Pirates Of The Caribbean: Dead Man's Chest introduced audiences to a new cursed pirate crew led by octopus-faced villain Davy Jones (Bill Nighy) and gave us more Jack Sparrow (Johnny Depp), which made sense at the time seeing how popular the character was. The plot is almost as straight-forward as the original film's with Jack, Will Turner (Orlando Bloom) and Elizabeth Swann (Keira Knightley) all somehow finding themselves at sea looking for a key and a chest in order to steal Davy Jones' disembodied heart. Simple enough to grasp in a short synopsis but in practice, this sequel increasingly juggles plot threads without actually moving things forward leaving you to wonder why the plot is stagnating. The reason for this, it would seem, was a need to pack lots of screen time with action sequences in order to end on a cliffhanger and set up the second part of the story.
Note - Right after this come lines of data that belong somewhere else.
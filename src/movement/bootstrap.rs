//! Movement domain: player bootstrap from the loaded character definition.

use avian3d::prelude::*;
use bevy::prelude::*;

use crate::animation::CharacterAssets;
use crate::content::CharacterDef;
use crate::core::SimClock;
use crate::movement::{GameLayer, LocomotionState, LocomotionTuning, Player, PlayerMesh, mesh_translation};

/// Spawn the physics body and the separate visual mesh.
pub(crate) fn spawn_player(
    mut commands: Commands,
    asset_server: Res<AssetServer>,
    tuning: Res<LocomotionTuning>,
    character: Res<CharacterDef>,
    clock: Res<SimClock>,
    existing_player: Query<Entity, With<Player>>,
) {
    if !existing_player.is_empty() {
        info!("Player already exists, skipping spawn");
        return;
    }

    let scale = tuning.character_scale;
    let spawn = Vec3::from_array(character.spawn_point);
    let [width, height, depth] = character.body_size;

    info!(
        "Spawning player: model={}, spawn={:?}, mass={}",
        character.model_path, spawn, character.mass
    );

    commands.spawn((
        (
            Name::new("Player"),
            Player,
            LocomotionState::new(&tuning, clock.now_ms()),
            Transform::from_translation(spawn),
        ),
        (
            RigidBody::Dynamic,
            Collider::cuboid(width * scale, height * scale, depth * scale),
            Mass(character.mass),
            // The integrator owns friction; the body slides freely otherwise.
            Friction::new(0.0).with_combine_rule(CoefficientCombine::Min),
            Restitution::new(0.0),
            LinearVelocity::default(),
            AngularVelocity::default(),
            CollisionLayers::new(GameLayer::Player, [GameLayer::Ground, GameLayer::Prop]),
        ),
    ));

    let scene = asset_server.load(GltfAssetLabel::Scene(0).from_asset(character.model_path.clone()));
    commands.spawn((
        Name::new("PlayerMesh"),
        PlayerMesh,
        SceneRoot(scene),
        Transform::from_translation(mesh_translation(spawn, tuning.mesh_offset, scale))
            .with_scale(Vec3::splat(character.model_scale * scale)),
    ));

    commands.insert_resource(CharacterAssets {
        gltf: asset_server.load(character.model_path.clone()),
    });
}
//! Content domain: the locomotion config file and its validation.

mod data;
mod loader;
mod validation;


pub use data::{CURRENT_SCHEMA_VERSION, CharacterDef, LocomotionConfig};
pub use loader::{CONFIG_PATH, ContentLoadError, load_config, parse_config};
pub use validation::{
    ValidationError, enforce_bounds, validate_character, validate_clips, validate_config,
};

use std::path::Path;

use avian3d::prelude::*;
use bevy::prelude::*;

use crate::core::FixedTick;

pub struct ContentPlugin;

impl Plugin for ContentPlugin {
    fn build(&self, app: &mut App) {
        app.init_resource::<CharacterDef>()
            .add_systems(PreStartup, load_locomotion_config);
    }
}

/// Load, validate and install the config before anything spawns. Any failure
/// falls back to defaults.
fn load_locomotion_config(mut commands: Commands) {
    let mut config = match load_config(Path::new(CONFIG_PATH)) {
        Ok(config) => {
            info!("Loaded locomotion config from {}", CONFIG_PATH);
            config
        }
        Err(e) => {
            error!("{}", e);
            warn!("Using default locomotion config");
            LocomotionConfig::default()
        }
    };

    for e in validate_config(&mut config) {
        error!("Config validation: {}", e);
    }

    let LocomotionConfig {
        tuning,
        clips,
        character,
        ..
    } = config;
    commands.insert_resource(FixedTick::new(tuning.tick_rate_hz, tuning.max_backlog_ticks));
    commands.insert_resource(Gravity(Vec3::NEG_Y * tuning.gravity));
    commands.insert_resource(tuning);
    commands.insert_resource(clips);
    commands.insert_resource(character);
}
//! Data definitions for the locomotion config file.
//!
//! These structs mirror `assets/data/locomotion.ron`. Every field has a
//! default, so a partial file only overrides what it names.

use bevy::prelude::*;
use serde::{Deserialize, Serialize};

use crate::animation::ClipSet;
use crate::movement::LocomotionTuning;

pub const CURRENT_SCHEMA_VERSION: u32 = 1;

// ============================================================================
// Top-level file (locomotion.ron)
// ============================================================================

#[derive(Debug, Clone, PartialEq, Deserialize, Serialize)]
#[serde(default)]
pub struct LocomotionConfig {
    pub schema_version: u32,
    pub tuning: LocomotionTuning,
    pub clips: ClipSet,
    pub character: CharacterDef,
}

impl Default for LocomotionConfig {
    fn default() -> Self {
        Self {
            schema_version: CURRENT_SCHEMA_VERSION,
            tuning: LocomotionTuning::default(),
            clips: ClipSet::default(),
            character: CharacterDef::default(),
        }
    }
}

// ============================================================================
// Character
// ============================================================================

/// The character model and its physics body.
#[derive(Resource, Debug, Clone, PartialEq, Deserialize, Serialize)]
#[serde(default)]
pub struct CharacterDef {
    pub model_path: String,
    pub model_scale: f32,
    /// Name of the bone pinned against root motion.
    pub skeleton_root: String,
    /// Full collider extents (width, height, depth) before character scale.
    pub body_size: [f32; 3],
    pub mass: f32,
    pub spawn_point: [f32; 3],
}

impl Default for CharacterDef {
    fn default() -> Self {
        Self {
            model_path: "models/cat_default.glb".to_string(),
            model_scale: 2.0,
            skeleton_root: "Root".to_string(),
            body_size: [0.175, 0.4, 0.6],
            mass: 5.0,
            spawn_point: [0.0, 2.0, 0.0],
        }
    }
}

impl CharacterDef {
    /// Half the unscaled collider height. The ground probe starts from here.
    pub fn half_height(&self) -> f32 {
        self.body_size[1] * 0.5
    }
}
This is the main reason why many have criticised Dead Man's Chest since and it's an understandable gripe.

The film itself, however, certainly delivers in terms of spectacle and mindless popcorn entertainment. The aforementioned action beats are hugely ambitious, a lot of fun and beautifully choreographed. Whether it's people sword-fighting on a giant moving wheel or Jack Sparrow being turned into a human shish kebab swinging off a cliff, there's always something enjoyably cartoonish happening on screen to keep you entertained. The special effects are impressive throughout and still hold up more than 10 years later so, visually, you definitely won't be disappointed. The cast is just as endearing as it ever was, although the criminally wooden Will and Elizabeth, by that point, had already overstayed their welcome. This is Jack Sparrow's show and Depp knows it so expect him to steal each and every scene effortlessly. Had the two-part story ending with At World's End been condensed into one, we could have had a single vastly superior sequel instead of two tolerable follow-ups.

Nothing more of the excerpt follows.